Aim of the exercise. Within the listing below, how many lines hold the string "SqlValue"? Only the number is wanted.

Source data.

use clausemap_core::{ColumnRef, SqlValue};

use crate::instance::Instance;
use crate::loading::{Row, TableAdapter};

/// A scalar attribute backed by one or more columns.
///
/// Several columns appear when joined tables share an attribute, such as
/// the primary key of an inheriting table.
#[derive(Debug, Clone, PartialEq, Eq, Hash)]
pub struct ColumnProperty {
    columns: Vec<ColumnRef>,
}

impl ColumnProperty {
    /// A property over `columns`.
    #[must_use]
    pub fn new(columns: Vec<ColumnRef>) -> Self {
        Self { columns }
    }

    /// Backing columns.
    #[must_use]
    pub fn columns(&self) -> &[ColumnRef] {
        &self.columns
    }

    pub(crate) fn push(&mut self, column: ColumnRef) {
        if !self.columns.iter().any(|c| c.same_origin(&column)) {
            self.columns.push(column);
        }
    }

    pub(crate) fn execute(&self, key: &str, instance: &Instance, row: &Row<'_>, adapter: &TableAdapter) {
        let value = self
            .columns
            .iter()
            .find_map(|column| row.get(&adapter.column(column)))
            .unwrap_or(SqlValue::Null);
        instance.set_committed(key, value);
    }
}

Written answer. 2